Ministry of Manpower Singapore has started conducting inspections of almost 500 companies for potential combustible dust hazards. This after the accident in Tuas where 3 workers died and 5 are in critical condition from the explosion at the Stars Engineering.

Minister for Manpower Josephine Teo will appoint an inquiry committee to investigate the accident. The last time an inquiry committee was convened for a workplace accident was in 2004, to investigate the MRT worksite incident that led to the collapse of Nicoll Highway.

Speaking in Parliament on his ministry’s budget debate, Ministry Zaqy said the inspection is to ensure that risks are minimised at the relevant workplaces.

Ministry Zaqy also reminded that it was the responsibility of main contractors and subcontractors for workplace safety.

The Ministry of Manpower (MOM) launched an electronic service in January to make construction companies’ safety records readily available.

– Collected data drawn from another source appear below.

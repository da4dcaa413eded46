//! Core domain types and decision logic for the Nelaya engine.
//!
//! The crate turns a daily snapshot of scored ocean points into ranked
//! fishing-ground recommendations for one vessel and one origin. Storage
//! and scoring sit behind the [`SnapshotStore`] and [`ScoringService`]
//! traits so callers can plug in filesystem stores and trained models.

mod band;
mod candidate;
mod catalog;
mod dedup;
mod geo_math;
mod normaliser;
mod rank;
mod recommend;
mod request;
mod scoring;
pub mod snapshot;
mod spot;
pub mod test_support;
mod trip;

pub use band::Band;
pub use candidate::filter_candidates;
pub use catalog::{
    CatalogError, FeatureOutcome, SkipReason, SpotCatalog, load_catalog, parse_catalog,
    parse_feature,
};
pub use dedup::deduplicate;
pub use geo_math::{EARTH_MEAN_RADIUS_KM, distance_km};
pub use normaliser::{HIGH_THRESHOLD, MEDIUM_THRESHOLD, sigmoid, to_band, to_prob};
pub use rank::{compare_by_cost, compare_by_quality, rank_by_cost, rank_by_quality};
pub use recommend::{
    ErrorBody, ErrorKind, NO_CANDIDATES_MESSAGE, OK_MESSAGE, RecommendError,
    RecommendationResult, Recommender, RecommenderConfig, assemble,
};
pub use request::{DATE_FORMAT, InvalidDate, RecommendRequest, RequestValidationError, parse_date};
pub use scoring::{
    ConditionScore, Conditions, ScoringError, ScoringService, ScoringStatus, score_conditions,
    try_score_conditions,
};
pub use snapshot::{SnapshotError, SnapshotReference, SnapshotStore, resolve_snapshot};
pub use spot::Spot;
pub use trip::{
    Boat, Constraints, DEFAULT_FGI_MIN, DEFAULT_MAX_RADIUS_KM, DEFAULT_TOP_N, MAX_TOP_N, Mode,
    Origin, TripEconomics,
};
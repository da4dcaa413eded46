//! Filter catalog spots and cost the trip to each survivor.

use crate::{Boat, Constraints, Mode, Origin, Spot, distance_km};

/// Keep the spots reachable under `constraints` and enrich them with trip
/// economics.
///
/// A spot is discarded when its FGI is below `fgi_min`, when it lies further
/// than `max_radius_km` from the origin, or, in [`Mode::Budget`] with a
/// budget set, when the round trip costs more than `budget_rp`. Input order
/// is preserved.
///
/// # Examples
/// ```
/// use chrono::NaiveDate;
/// use nelaya_core::{Boat, Constraints, Mode, Origin, Spot, filter_candidates};
///
/// let date = NaiveDate::from_ymd_opt(2025, 3, 1).expect("valid date");
/// let origin = Origin::new(5.5, 95.2);
/// let boat = Boat { speed_kmh: 20.0, burn_lph: 10.0, fuel_price: 10_000.0 };
/// let spots = vec![Spot::new(5.6, 95.2, 0.9, date), Spot::new(5.6, 95.2, 0.05, date)];
///
/// let kept = filter_candidates(spots, &origin, &boat, &Constraints::default(), Mode::Optimal);
/// assert_eq!(kept.len(), 1);
/// assert!(kept[0].fuel_cost_rp.is_some());
/// ```
pub fn filter_candidates(
    spots: Vec<Spot>,
    origin: &Origin,
    boat: &Boat,
    constraints: &Constraints,
    mode: Mode,
) -> Vec<Spot> {
    let budget = match mode {
        Mode::Budget => constraints.budget_rp,
        Mode::Optimal => None,
    };
    let from = origin.location();
    spots
        .into_iter()
        .filter(|spot| spot.fgi >= constraints.fgi_min)
        .filter_map(|mut spot| {
            let distance = distance_km(from, spot.location());
            if distance > constraints.max_radius_km {
                return None;
            }
            let trip = boat.trip_economics(distance);
            if budget.is_some_and(|limit| trip.fuel_cost_rp > limit) {
                return None;
            }
            spot.enrich(distance, trip);
            Some(spot)
        })
        .collect()
}
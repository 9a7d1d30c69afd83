//! trendrs: time series forecasting for Rust
//!
//! A small forecasting toolkit built around a multi-component, time-indexed
//! series container. Local models forecast one component from its own
//! history; the multivariate wrapper lifts any of them to multi-component
//! series by fitting an independent copy per component.

pub mod error;
pub mod time_series;

// Re-export commonly used types
pub use error::{Error, Result};
pub use time_series::{
    BoxedLocalForecaster, DateTimeIndex, Frequency, LocalForecaster,
    MultivariateForecastingModelWrapper, TimeSeries, TimeSeriesBuilder,
};

// Export version info
pub const VERSION: &str = env!("CARGO_PKG_VERSION");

In another report preliminary investigations have found that the accident at 32E Tuas Avenue 11 was caused by "a combustible dust explosion as mentioned by Mr Sng Director of the Manpower Ministry’s Occupational Safety and Health Division. He added that the dust was in the form of potato starch powder, a material used for production by the company at the site, Stars Engrg. Mr Sng urged companies working with similar combustible materials to review their safety measures to ensure that dust does not accumulate in an enclosed environment.


SAFETY TIME-OUT


The last time a combustible dust explosion happened was "many years ago" and guidance documents have been given to the industry, said Mr Sng. The Workplace Safety and Health Council has also called for a safety time-out. The Workplace Safety and Health Council chairman John Ng said the time-out is for employers "to have a look at their business processes" and whether their machinery is well-maintained and correctly used. The time-out can be half or a full day, with the flexibility given to companies to decide on the length.


The WSH commissioner said the call for safety time-out is an important step to remind employers and workers "not to take safety lightly".